Bert Hellinger: Yes, for the perception is helped most by asking only for the most essential information, and for that to be done just prior to the constellation, not earlier. The essential questions are:

  1. Who belongs to the family?

  2. Are there any stillborn members of the family, or any who have died early? Has there been any special fate in the family, for example someone with a disability?

  3. Was one of the parents or grandparents engaged, or married before, or in a significant prior relationship?
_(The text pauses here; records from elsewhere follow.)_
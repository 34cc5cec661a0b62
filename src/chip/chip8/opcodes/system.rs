use core::convert::TryFrom;
use std::marker::PhantomData;

use crate::chip::{
    chip8::{
        opcodes::{ExecutableOpcode, InstructionParsingError, InstructionWithAddress, Opcode},
        util, Chip8,
    },
    MachineError,
};

define_instruction_with_address!(Sys, SysInstruction, 0x0, |instruction: &SysInstruction| {
    matches!(instruction.address, 0x0E0 | 0x0EE)
});
impl ExecutableOpcode for SysInstruction {
    fn execute(&self, chip: &mut Chip8) -> Result<(), MachineError> {
        let state = &mut chip.state;
        match self.address {
            0x0E0 => {
                state.display.clear();
                state.display_changed = true;
                util::increment_program_counter(state);
            }
            0x0EE => {
                if state.stack_pointer == 0 {
                    return Err(MachineError::StackUnderflow(state.program_counter));
                }
                state.stack_pointer -= 1;
                state.program_counter = state.stack[state.stack_pointer as usize];
                util::increment_program_counter(state);
            }
            _ => return Err(MachineError::UnknownOpcode(self.address)),
        };
        Ok(())
    }
}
Any further questioning usually hinders openness to the phenomenological information which emerges. This is true both for the therapist as well as the representatives.

This is also the reason why the therapist declines any prior conversations with the client or extensive questionnaires. In addition, it is best if the client remains silent during the constellation, and that the representatives refrain from asking the client any questions.

 

How is it that somebody is selected to represent an excluded person?

Bert Hellinger: The force that operates to select somebody to represent the person excluded, that is the family consciousness and it is unconscious. You see it by its effects. This family consciousness follows certain laws.

One of them is that every member of a family has an equal right to belong. Now if one member was excluded or forgotten, he doesn’t belong any more. So the family consciousness has a tendency to want to complete the family.

This is one of the laws. And we can actually see by its effects which members of the family are subjected to them or not. Only certain family members are affected and may be entangled in the fates of other family members.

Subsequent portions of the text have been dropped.